Discharging sewage into ocean revealed as Priti Patel’s new plan to stop Channel crossings

WELCOME TO HELL : Big hearted Home Secretary Priti Patel is stopping at nothing to ensure everyone knows the United Kingdom is now too toxic to seek refuge in. It is not enough to take policy leads from an ageing fascist standing on a beach shouting at waves, we really need to advertise to the world that Brexit Britain is a hell hole if we want to discourage people from fleeing airdrops of British munitions.

“British poo on British beaches is the perfect next step,” a Home Office source told LCD Views. “The Home Secretary herself is said to be planning to lay one in a water treatment plant and have it flushed straight out into the English Channel. There will be a BBC reporter covering the event and following excitedly as Nigel Farage scours the beach to stick a Union Flag in it.
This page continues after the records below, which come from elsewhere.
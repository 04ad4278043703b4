//! Runtime types: per-file results and the batch report.

use std::path::PathBuf;
use std::sync::atomic::{AtomicBool, Ordering};
use std::sync::Arc;

use chrono::{DateTime, Utc};
use serde::Serialize;

use obsingest_core::{Error, ErrorKind, FailurePolicy};
use obsingest_ingest::VisitReport;

/// Non-terminal stages of the per-file state machine.
#[derive(Debug, Clone, Copy, PartialEq, Eq, Serialize)]
#[serde(rename_all = "snake_case")]
pub enum FileStage {
    Pending,
    Extracting,
    ResolvingDependencies,
    Building,
    Committing,
}

/// Terminal state of one file.
#[derive(Debug, Clone, Copy, PartialEq, Eq, Serialize)]
#[serde(rename_all = "snake_case")]
pub enum FileState {
    Succeeded,
    Failed,
    /// Never dispatched because the batch was aborted or cancelled first.
    NotAttempted,
}

/// Outcome of one input file.
#[derive(Debug, Clone, Serialize)]
pub struct IngestResult {
    pub path: PathBuf,
    pub state: FileState,
    /// Last stage entered before reaching `state`.
    pub stage: FileStage,
    #[serde(skip_serializing_if = "Option::is_none")]
    pub exposure_id: Option<i64>,
    #[serde(skip_serializing_if = "Option::is_none")]
    pub detector: Option<i64>,
    #[serde(skip_serializing_if = "Option::is_none")]
    pub dataset_id: Option<String>,
    /// The raw dataset was already registered; nothing was written.
    pub duplicate: bool,
    /// Everything ran but the transaction was rolled back.
    pub dry_run: bool,
    #[serde(skip_serializing_if = "Option::is_none")]
    pub error_kind: Option<ErrorKind>,
    #[serde(skip_serializing_if = "Option::is_none")]
    pub reason: Option<String>,
}

impl IngestResult {
    pub fn not_attempted(path: PathBuf) -> Self {
        Self {
            path,
            state: FileState::NotAttempted,
            stage: FileStage::Pending,
            exposure_id: None,
            detector: None,
            dataset_id: None,
            duplicate: false,
            dry_run: false,
            error_kind: None,
            reason: None,
        }
    }

    pub fn failed(path: PathBuf, stage: FileStage, error: &Error) -> Self {
        Self {
            state: FileState::Failed,
            stage,
            error_kind: Some(error.kind()),
            reason: Some(error.to_string()),
            ..Self::not_attempted(path)
        }
    }

    pub fn is_success(&self) -> bool {
        self.state == FileState::Succeeded
    }

    pub fn is_failure(&self) -> bool {
        self.state == FileState::Failed
    }

    /// Whether this failure stops the batch under `policy`.
    pub fn stops_batch(&self, policy: FailurePolicy) -> bool {
        self.is_failure()
            && (policy == FailurePolicy::AbortBatch
                || self.error_kind.is_some_and(ErrorKind::is_batch_fatal))
    }
}

/// How the batch as a whole ended.
#[derive(Debug, Clone, PartialEq, Serialize)]
#[serde(tag = "status", rename_all = "snake_case")]
pub enum BatchOutcome {
    Completed,
    Aborted {
        path: PathBuf,
        kind: ErrorKind,
        reason: String,
    },
    Cancelled,
}

/// Batch-level report handed to the CLI.
#[derive(Debug, Clone, Serialize)]
pub struct IngestReport {
    pub instrument: String,
    pub policy: FailurePolicy,
    pub dry_run: bool,
    pub outcome: BatchOutcome,
    /// One entry per input file, in input order.
    pub results: Vec<IngestResult>,
    #[serde(skip_serializing_if = "Option::is_none")]
    pub visits: Option<VisitReport>,
    #[serde(skip_serializing_if = "Option::is_none")]
    pub visit_error: Option<String>,
    pub started_at: DateTime<Utc>,
    pub finished_at: DateTime<Utc>,
}

impl IngestReport {
    pub fn count(&self, state: FileState) -> usize {
        self.results.iter().filter(|r| r.state == state).count()
    }

    pub fn failures(&self) -> impl Iterator<Item = &IngestResult> {
        self.results.iter().filter(|r| r.is_failure())
    }

    /// Exit status for the run.
    ///
    /// `abort-batch`: every file succeeded. `skip-and-continue`: the batch
    /// was not aborted by a batch-fatal error. A failed visit definition
    /// fails the run under either policy.
    pub fn exit_success(&self) -> bool {
        if self.visit_error.is_some() {
            return false;
        }
        match self.policy {
            FailurePolicy::AbortBatch => self.results.iter().all(IngestResult::is_success),
            FailurePolicy::SkipAndContinue => {
                !matches!(self.outcome, BatchOutcome::Aborted { .. })
            }
        }
    }
}

/// Cloneable cancellation flag, checked before each file is dispatched.
#[derive(Debug, Clone, Default)]
pub struct CancelHandle(Arc<AtomicBool>);

impl CancelHandle {
    pub fn new() -> Self {
        Self::default()
    }

    pub fn cancel(&self) {
        self.0.store(true, Ordering::SeqCst);
    }

    pub fn is_cancelled(&self) -> bool {
        self.0.load(Ordering::SeqCst)
    }
}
It’s going to showcase Brexit Britain to the world like never before.”

Whether or not the plan to ring the UK with floating turds will be successful in convincing the bloody French to keep refugees in bloody France remains to be seen, but it will at least mark a great shift away from the red tape that is throttling economic activity in the health obsessed EU.

“Dan the Clandestine Channel Threat Commander will be standing on the prow of his tug boat and peeing into the Channel too,” the HO source confirms. “We’re stopping at nothing to give Brexit Britain the deserved reputation of a really shit place that no one wants to visit. And importantly, none one can escape from. Unless they’re forrin of course.”

Celebrate today by laying one on the sandy shore of your choice. And watch the British waves carry it just out to sea before bringing it back again the Brexit way.